++++ RECORDS PROVIDED

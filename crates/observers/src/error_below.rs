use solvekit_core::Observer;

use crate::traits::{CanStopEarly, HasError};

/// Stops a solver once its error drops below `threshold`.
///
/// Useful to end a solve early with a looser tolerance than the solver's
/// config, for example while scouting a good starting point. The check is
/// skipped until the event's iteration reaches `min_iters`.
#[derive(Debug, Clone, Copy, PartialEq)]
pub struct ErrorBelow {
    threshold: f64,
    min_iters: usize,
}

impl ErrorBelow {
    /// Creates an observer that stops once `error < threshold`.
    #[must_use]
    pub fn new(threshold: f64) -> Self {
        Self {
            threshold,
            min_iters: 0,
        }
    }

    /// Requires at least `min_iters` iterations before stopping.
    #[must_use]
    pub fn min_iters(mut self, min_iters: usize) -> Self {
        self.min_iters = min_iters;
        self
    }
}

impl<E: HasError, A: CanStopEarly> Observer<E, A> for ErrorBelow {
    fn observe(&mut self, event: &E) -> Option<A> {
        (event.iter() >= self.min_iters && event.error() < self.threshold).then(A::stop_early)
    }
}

++++++++

> [EXERCISE DESCRIPTION]:
In full and without changes, give the data above once more.

> [SOLUTION TO THIS PROBLEM]:
filename crates/observers/src/error_below.rs
use solvekit_core::Observer;

use crate::traits::{CanStopEarly, HasError};

/// Stops a solver once its error drops below `threshold`.
///
/// Useful to end a solve early with a looser tolerance than the solver's
/// config, for example while scouting a good starting point. The check is
/// skipped until the event's iteration reaches `min_iters`.
#[derive(Debug, Clone, Copy, PartialEq)]
pub struct ErrorBelow {
    threshold: f64,
    min_iters: usize,
}

impl ErrorBelow {
    /// Creates an observer that stops once `error < threshold`.
    #[must_use]
    pub fn new(threshold: f64) -> Self {
        Self {
            threshold,
            min_iters: 0,
        }
    }

    /// Requires at least `min_iters` iterations before stopping.
    #[must_use]
    pub fn min_iters(mut self, min_iters: usize) -> Self {
        self.min_iters = min_iters;
        self
    }
}

impl<E: HasError, A: CanStopEarly> Observer<E, A> for ErrorBelow {
    fn observe(&mut self, event: &E) -> Option<A> {
        (event.iter() >= self.min_iters && event.error() < self.threshold).then(A::stop_early)
    }
}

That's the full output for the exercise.